Penulis: Jayadi | Editor: Aditya Prayoga
KREDONEWS.COM, SURABAYA– Pakar hukum tata negara, Bivitri Susanti, menilai kontroversi sejumlah pejabat publik belakangan, yang suka pamer dan jauh dari kehidupan rakyat Indonesia pada umumnya.
“Hari ini saya ingin membahas soal orang-orang yang hari-hari ini kita perhatikan karena kontroversinya, flexing,
dan melakukan banyak hal yang ternyata sangat-sangat berjarak dengan hidup kita sehari-hari.” kata Bivitri yang juga penulis di sebuah media terkenal.
Menurut Bivitri kejadian ini hanya gejala permukaan dari persoalan yang lebih mendasar, meskipun pejabat publik itu sudah disingkirkan tetap akan muncul yang baru.
“Sudah ada yang di non-aktifkan, katanya mau diganti (PAW) dan seterusnya, Nah, tapi saya ingin menekankan persoalan kita sebenarnya bukan hanya di orang-orang ini.” terangnya.
Untuk itu Bivitri mengajak untuk melihat akar masalahnya, sebab bila akar masalah tidak diselesaikan akan muncul orang orang baru.
“Kalau kita hanya menyelesaikan yang ini, tapi tidak menyelesaikan akar masalahnya, maka meskipun mereka sudah dipecat, mungkin nanti akan muncul orang-orang baru,” ujarnya.
Menurutnya, pejabat publik lahir dari sistem pemilu yang disokong partai politik.

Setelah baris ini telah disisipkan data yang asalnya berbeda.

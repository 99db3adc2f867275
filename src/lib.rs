//! Terminal client for branching LLM conversations.
//!
//! History is a tree: editing or regenerating any message forks a sibling
//! branch, and arrow keys walk ancestors, children, and siblings. The core
//! tree/path semantics live in the `conversation_tree` crate; this crate is
//! the thin terminal shell around them: raw-mode input, ANSI rendering,
//! and the chat / loader / save / settings screens.
//!
//! ## Provider bootstrap
//!
//! The provider is configured through the settings screen (an
//! OpenAI-compatible chat-completions endpoint). Set `ARBOR_PROVIDER=mock`
//! to run offline against the deterministic mock provider.

pub mod input;
pub mod logging;
pub mod providers;
pub mod render;
pub mod screens;
pub mod term;
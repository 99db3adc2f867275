use serde_json::Value;

use crate::events::{CompletionStreamEvent, FinishReason};

/// Incremental parser for chat-completions SSE streams.
#[derive(Debug, Default)]
pub struct SseStreamParser {
    buffer: String,
}

impl SseStreamParser {
    /// Feed arbitrary bytes into the parser and drain complete events.
    pub fn feed(&mut self, bytes: &[u8]) -> Vec<CompletionStreamEvent> {
        self.buffer.push_str(&String::from_utf8_lossy(bytes));
        let mut events = Vec::new();

        while let Some(split) = self.buffer.find("\n\n") {
            let frame = self.buffer[..split].to_string();
            self.buffer.drain(0..split + 2);

            if let Some(payload) = extract_data_payload(&frame) {
                if payload == "[DONE]" || payload.is_empty() {
                    continue;
                }

                if let Ok(value) = serde_json::from_str::<Value>(&payload) {
                    events.extend(map_events(&value));
                }
            }
        }

        events
    }

    /// Parse a complete SSE payload string in one shot.
    pub fn parse_frames(input: &str) -> Vec<CompletionStreamEvent> {
        let mut parser = Self::default();
        parser.feed(input.as_bytes())
    }

    pub fn is_empty_buffer(&self) -> bool {
        self.buffer.trim().is_empty()
    }
}

fn extract_data_payload(frame: &str) -> Option<String> {
    let data_lines: Vec<&str> = frame
        .lines()
        .filter_map(|line| line.strip_prefix("data:"))
        .map(|value| value.trim())
        .filter(|value| !value.is_empty())
        .collect();

    if data_lines.is_empty() {
        None
    } else {
        Some(data_lines.join("\n"))
    }
}

/// Maps one chunk object to normalized events.
///
/// A single chunk can carry both a content fragment and a finish reason;
/// the delta is emitted before the completion marker.
fn map_events(value: &Value) -> Vec<CompletionStreamEvent> {
    if let Some(error) = value.get("error") {
        let code = error
            .get("code")
            .filter(|code| !code.is_null())
            .map(|code| match code {
                Value::String(text) => text.clone(),
                other => other.to_string(),
            })
            .filter(|value| !value.is_empty());
        let message = error
            .get("message")
            .and_then(|value| value.as_str())
            .map(ToString::to_string);
        return vec![CompletionStreamEvent::Error { code, message }];
    }

    let Some(choice) = value
        .get("choices")
        .and_then(|choices| choices.as_array())
        .and_then(|choices| choices.first())
    else {
        return Vec::new();
    };

    let mut events = Vec::new();

    if let Some(delta) = choice
        .get("delta")
        .and_then(|delta| delta.get("content"))
        .and_then(|content| content.as_str())
    {
        if !delta.is_empty() {
            events.push(CompletionStreamEvent::ContentDelta {
                delta: delta.to_owned(),
            });
        }
    }

    if let Some(finish) = choice.get("finish_reason").and_then(|value| value.as_str()) {
        events.push(CompletionStreamEvent::Completed {
            finish_reason: FinishReason::parse(finish),
        });
    }

    events
}

#[cfg(test)]
mod tests {
    use crate::events::{CompletionStreamEvent, FinishReason};

    use super::SseStreamParser;

    #[test]
    fn parses_sse_frames_incrementally() {
        let mut parser = SseStreamParser::default();
        let mut events = Vec::new();

        events.extend(parser.feed(
            b"data: {\"choices\":[{\"delta\":{\"content\":\"Hello\"},\"finish_reason\":null}]}\n\n",
        ));
        assert_eq!(
            events,
            vec![CompletionStreamEvent::ContentDelta {
                delta: "Hello".to_string(),
            }]
        );

        events.extend(parser.feed(b"data: [DONE]\n\n"));
        assert_eq!(events.len(), 1);
        assert!(parser.is_empty_buffer());
    }

    #[test]
    fn frames_split_across_feeds_are_reassembled() {
        let mut parser = SseStreamParser::default();

        let first = parser.feed(b"data: {\"choices\":[{\"delta\":{\"con");
        assert!(first.is_empty());

        let second = parser.feed(b"tent\":\"hi\"},\"finish_reason\":null}]}\n\n");
        assert_eq!(
            second,
            vec![CompletionStreamEvent::ContentDelta {
                delta: "hi".to_string(),
            }]
        );
    }

    #[test]
    fn finish_reason_chunk_emits_completed() {
        let events = SseStreamParser::parse_frames(
            "data: {\"choices\":[{\"delta\":{},\"finish_reason\":\"stop\"}]}\n\n",
        );

        assert_eq!(
            events,
            vec![CompletionStreamEvent::Completed {
                finish_reason: Some(FinishReason::Stop),
            }]
        );
    }

    #[test]
    fn content_and_finish_in_one_chunk_emit_delta_first() {
        let events = SseStreamParser::parse_frames(
            "data: {\"choices\":[{\"delta\":{\"content\":\"bye\"},\"finish_reason\":\"stop\"}]}\n\n",
        );

        assert_eq!(
            events,
            vec![
                CompletionStreamEvent::ContentDelta {
                    delta: "bye".to_string(),
                },
                CompletionStreamEvent::Completed {
                    finish_reason: Some(FinishReason::Stop),
                },
            ]
        );
    }

    #[test]
    fn error_payloads_map_to_error_events() {
        let events = SseStreamParser::parse_frames(
            "data: {\"error\":{\"message\":\"insufficient quota\",\"code\":\"insufficient_quota\"}}\n\n",
        );

        assert_eq!(
            events,
            vec![CompletionStreamEvent::Error {
                code: Some("insufficient_quota".to_string()),
                message: Some("insufficient quota".to_string()),
            }]
        );
    }

    #[test]
    fn unknown_chunks_are_ignored() {
        let events = SseStreamParser::parse_frames("data: {\"object\":\"ping\"}\n\n");
        assert!(events.is_empty());
    }
}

Dari sinilah muncul praktik kartel politik yang membuka ruang bagi oligarki mempengaruhi kebijakan, bahkan hingga ke media massa. Situasi tersebut diperparah dengan korupsi, nepotisme, serta benturan kepentingan.
Bivitri menegaskan, solusi utama ada pada pembenahan sistem kepartaian agar lebih demokratis. Partai politik, kata dia, harus membuka diri pada kaderisasi yang sehat, memberi kesempatan pada anak muda.
Selain itu juga menghadirkan partai baru yang bebas dari jejak oligarki, kemudian pemilu perlu dievaluasi agar daftar calon legislatif disusun berdasarkan kapasitas politik, bukan sekadar popularitas, kekayaan, atau kedekatan keluarga elit.
Ia menambahkan, pendidikan politik di internal partai menjadi kunci agar calon legislatif memahami persoalan publik dan mampu menyerap aspirasi warga.
“Kalau partai politik internalnya sendiri tidak demokratis, bagaimana mungkin mereka bisa memperbaiki demokrasi Indonesia,” tuturnya.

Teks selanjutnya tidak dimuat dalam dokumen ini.